Putting together a diversified portfolio is not something everyone wants to do. Like anything in life, it takes time and effort to become knowledgeable and gain experience in whatever field interests you. If you are busy doing something else in life that excites and interests you other than financial planning, then obtaining professional advice is important. Working with an experienced and qualified financial planner you trust will help you work towards your goals, and help you to avoid overreacting to events that were not anticipated. There is plenty of information out there, but that is all it is, information. You then have to know whether it is reliable or not, understand what it means, determine whether it is relevant to your particular situation, and then decide how to act upon it. Nick Murray is a great resource for serious financial advisors, and I would like to quote him from the Fall 2000 Nick Murray Interactive newsletter. He states that any information coming over the internet should have the following warning: "WISDOM SOLD SEPERATELY!"
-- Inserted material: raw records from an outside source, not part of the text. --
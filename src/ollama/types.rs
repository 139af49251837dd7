use serde::{Deserialize, Serialize};

#[derive(Debug, Clone, Copy, PartialEq, Eq, Serialize, Deserialize)]
#[serde(rename_all = "lowercase")]
pub enum Role {
    System,
    User,
    Assistant,
}

#[derive(Debug, Clone, PartialEq, Serialize, Deserialize)]
pub struct ChatMessage {
    pub role: Role,
    pub content: String,
}

#[derive(Debug, Clone, PartialEq, Serialize, Deserialize)]
pub struct ChatOptions {
    #[serde(default, skip_serializing_if = "Option::is_none")]
    pub temperature: Option<f64>,
    #[serde(default, skip_serializing_if = "Option::is_none")]
    pub top_p: Option<f64>,
    #[serde(default, skip_serializing_if = "Option::is_none")]
    pub num_predict: Option<u32>,
}

/// Body of one POST to `/api/chat`.
#[derive(Debug, Clone, PartialEq, Serialize, Deserialize)]
pub struct ChatPayload {
    pub model: String,
    pub messages: Vec<ChatMessage>,
    pub stream: bool,
    #[serde(default, skip_serializing_if = "Option::is_none")]
    pub keep_alive: Option<String>,
    pub options: ChatOptions,
}

/// The parts of a reply we read. Non-streaming replies and every streamed
/// NDJSON line share this shape.
#[derive(Debug, Clone, Default, Deserialize)]
pub(crate) struct ChatChunk {
    #[serde(default)]
    pub message: Option<ChunkMessage>,
    #[serde(default)]
    pub done: bool,
}

#[derive(Debug, Clone, Deserialize)]
pub(crate) struct ChunkMessage {
    #[serde(default)]
    pub content: Option<String>,
}

impl ChatChunk {
    pub fn content(&self) -> Option<&str> {
        self.message.as_ref().and_then(|m| m.content.as_deref())
    }
}

/// A completed non-streaming call: the reply text (after local
/// post-processing) alongside the untouched body for raw capture.
#[derive(Debug, Clone, PartialEq)]
pub struct ChatReply {
    pub content: String,
    pub raw: serde_json::Value,
    /// False when the body had no `message.content`; `content` is then empty.
    pub well_formed: bool,
}

#[derive(Debug, Clone, Serialize, Deserialize)]
pub struct ModelInfo {
    pub name: String,
    #[serde(default)]
    pub size: Option<u64>,
    #[serde(default)]
    pub modified_at: Option<String>,
    #[serde(default)]
    pub digest: Option<String>,
}

#[derive(Debug, Deserialize)]
pub(crate) struct TagsResponse {
    #[serde(default)]
    pub models: Vec<ModelInfo>,
}

/// Result of an availability probe.
#[derive(Debug, Clone, PartialEq, Eq, Serialize)]
pub struct ProbeVerdict {
    pub available: bool,
    pub diagnostic: String,
}
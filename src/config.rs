use std::path::PathBuf;
use std::time::Duration;

const DEFAULT_API_URL: &str = "http://localhost:11434";
const DEFAULT_MODEL: &str = "qwen2.5-coder:3b";
const DEFAULT_TEMPERATURE: f64 = 0.01;
const DEFAULT_TOP_P: f64 = 0.9;
const DEFAULT_PRECISION_BIAS: f64 = 0.0;
const DEFAULT_KEEP_ALIVE: &str = "5m";
const DEFAULT_TIMEOUT_SECS: u64 = 60;
const DEFAULT_RETRY_COUNT: u32 = 3;
const DEFAULT_RETRY_BASE_MS: u64 = 1000;
const DEFAULT_DELAY_MS: u64 = 100;
const DEFAULT_OUTPUT_DIR: &str = "outputs";
const DEFAULT_PROBE_CACHE_CAPACITY: usize = 16;

/// Sampling parameters forwarded with every chat request. `precision_bias`
/// never leaves the process; it is applied to the reply afterwards.
#[derive(Debug, Clone, Copy, PartialEq)]
pub struct DecodingParams {
    pub temperature: f64,
    pub top_p: f64,
    pub precision_bias: f64,
}

impl Default for DecodingParams {
    fn default() -> Self {
        Self {
            temperature: DEFAULT_TEMPERATURE,
            top_p: DEFAULT_TOP_P,
            precision_bias: DEFAULT_PRECISION_BIAS,
        }
    }
}

/// Exponential backoff: attempt `n` (0-based) that fails waits
/// `base * 2^n` before the next one.
#[derive(Debug, Clone, Copy, PartialEq, Eq)]
pub struct RetryPolicy {
    /// Total attempts per request, including the first. Never below 1.
    pub attempts: u32,
    pub backoff_base: Duration,
}

impl RetryPolicy {
    pub fn new(attempts: u32, backoff_base: Duration) -> Self {
        Self {
            attempts: attempts.max(1),
            backoff_base,
        }
    }

    pub fn delay_for(&self, attempt: u32) -> Duration {
        let factor = 2u32.checked_pow(attempt).unwrap_or(u32::MAX);
        self.backoff_base.saturating_mul(factor)
    }
}

impl Default for RetryPolicy {
    fn default() -> Self {
        Self::new(
            DEFAULT_RETRY_COUNT,
            Duration::from_millis(DEFAULT_RETRY_BASE_MS),
        )
    }
}

/// Everything the client needs. Cloned out of [`Config`] so the client can be
/// built without the rest of the run settings.
#[derive(Debug, Clone)]
pub struct ClientConfig {
    pub base_url: String,
    pub timeout: Duration,
    pub retry: RetryPolicy,
    pub keep_alive: String,
    pub probe_cache_capacity: usize,
}

impl ClientConfig {
    pub fn new(base_url: impl Into<String>) -> Self {
        Self {
            base_url: base_url.into().trim_end_matches('/').to_string(),
            timeout: Duration::from_secs(DEFAULT_TIMEOUT_SECS),
            retry: RetryPolicy::default(),
            keep_alive: DEFAULT_KEEP_ALIVE.to_string(),
            probe_cache_capacity: DEFAULT_PROBE_CACHE_CAPACITY,
        }
    }

    #[cfg(test)]
    pub fn with_retry(mut self, retry: RetryPolicy) -> Self {
        self.retry = retry;
        self
    }

    pub fn chat_endpoint(&self) -> String {
        format!("{}/api/chat", self.base_url)
    }

    pub fn tags_endpoint(&self) -> String {
        format!("{}/api/tags", self.base_url)
    }
}

#[derive(Debug, Clone)]
pub struct Config {
    pub client: ClientConfig,
    pub model: String,
    pub decoding: DecodingParams,
    pub output_dir: PathBuf,
    pub delay: Duration,
    pub resume: bool,
    pub save_raw: bool,
}

impl Config {
    pub fn from_env() -> Self {
        let client = ClientConfig {
            base_url: std::env::var("OLLAMA_API_URL")
                .unwrap_or_else(|_| DEFAULT_API_URL.into())
                .trim_end_matches('/')
                .to_string(),
            timeout: Duration::from_secs(env_parse("REQUEST_TIMEOUT_SECS", DEFAULT_TIMEOUT_SECS)),
            retry: RetryPolicy::new(
                env_parse("RETRY_COUNT", DEFAULT_RETRY_COUNT),
                Duration::from_millis(env_parse("RETRY_BASE_MS", DEFAULT_RETRY_BASE_MS)),
            ),
            keep_alive: std::env::var("KEEP_ALIVE").unwrap_or_else(|_| DEFAULT_KEEP_ALIVE.into()),
            probe_cache_capacity: env_parse("PROBE_CACHE_CAPACITY", DEFAULT_PROBE_CACHE_CAPACITY),
        };

        Self {
            client,
            model: std::env::var("OLLAMA_MODEL").unwrap_or_else(|_| DEFAULT_MODEL.into()),
            decoding: DecodingParams {
                temperature: env_parse("TEMPERATURE", DEFAULT_TEMPERATURE),
                top_p: env_parse("TOP_P", DEFAULT_TOP_P),
                precision_bias: env_parse("PRECISION_BIAS", DEFAULT_PRECISION_BIAS),
            },
            output_dir: PathBuf::from(
                std::env::var("OUTPUT_DIR").unwrap_or_else(|_| DEFAULT_OUTPUT_DIR.into()),
            ),
            delay: Duration::from_millis(env_parse("REQUEST_DELAY_MS", DEFAULT_DELAY_MS)),
            resume: true,
            save_raw: false,
        }
    }

    pub fn raw_dir(&self) -> PathBuf {
        self.output_dir.join("raw")
    }

    pub fn print_banner(&self) {
        tracing::info!("╔══════════════════════════════════════════════════╗");
        tracing::info!("║           command-intent v{}                  ║", env!("CARGO_PKG_VERSION"));
        tracing::info!("╠══════════════════════════════════════════════════╣");
        tracing::info!("║  API URL:           {:<28}║", self.client.base_url);
        tracing::info!("║  Model:             {:<28}║", self.model);
        tracing::info!("║  Temperature:       {:<28}║", self.decoding.temperature);
        tracing::info!("║  Top-p:             {:<28}║", self.decoding.top_p);
        tracing::info!("║  Precision bias:    {:<28}║", self.decoding.precision_bias);
        tracing::info!("║  Attempts:          {:<28}║", self.client.retry.attempts);
        tracing::info!("║  Backoff base:      {:<24}ms ║", self.client.retry.backoff_base.as_millis());
        tracing::info!("║  Request delay:     {:<24}ms ║", self.delay.as_millis());
        tracing::info!("║  Output dir:        {:<28}║", self.output_dir.display());
        tracing::info!("║  Resume:            {:<28}║", if self.resume { "enabled" } else { "disabled" });
        tracing::info!("║  Raw capture:       {:<28}║", if self.save_raw { "enabled" } else { "disabled" });
        tracing::info!("╚══════════════════════════════════════════════════╝");
    }
}

fn env_parse<T: std::str::FromStr>(key: &str, default: T) -> T {
    std::env::var(key)
        .ok()
        .and_then(|v| v.parse().ok())
        .unwrap_or(default)
}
Revenge of the DinosaursDavid Ignatius of the Washington Post used this title in his column on April 19, 2000. He wrote "The illusion was that tiny, no-name dot.com companies whose only asset was their marketing budget would displace companies that have billions of dollars of revenues, powerful brand names, and vast market share. What’s more likely, in fact, is that as these old line powerhouses embrace new technology, they will dominate e-commerce."
This brings up an important point, namely that you don’t have to invest directly in a technology company to benefit from technology. A case in point is the oil industry. Jonathan Rauch wrote an article in the January 2001, Atlantic Monthly, "The New Old Economy, Oil, Computers, and the Re-inventors of the Earth." A supercomputer a decade ago could not locate oil underground that a PC on someone’s desk can locate today. Using 3-D computer models, oil companies are now able to locate oil they would have left behind before. Mr. Rauch writes "Knowledge, not petroleum, is becoming the critical resource in the oil business." The ultimate beneficiaries of this knowledge and technology are the shareholders of the company, and this scenario is being repeated in other companies and industries throughout the world.
Common stocks are how long-term investors can participate in the exciting developments and possibilities that await us, but the ride can and will get bumpy at times. (Witness the first 2 trading days of 2001. The NASDAQ index is down 7.23% on January 2nd, and up 14.17% the following day after the Federal Reserve cut interest rates). Remember that a trusted financial advisor can go a long ways towards helping you stay on track.
I’ll end with a great definition I saw in Nick Murray’s newsletter.
Bear market: a period when common stocks are returned to their rightful owners.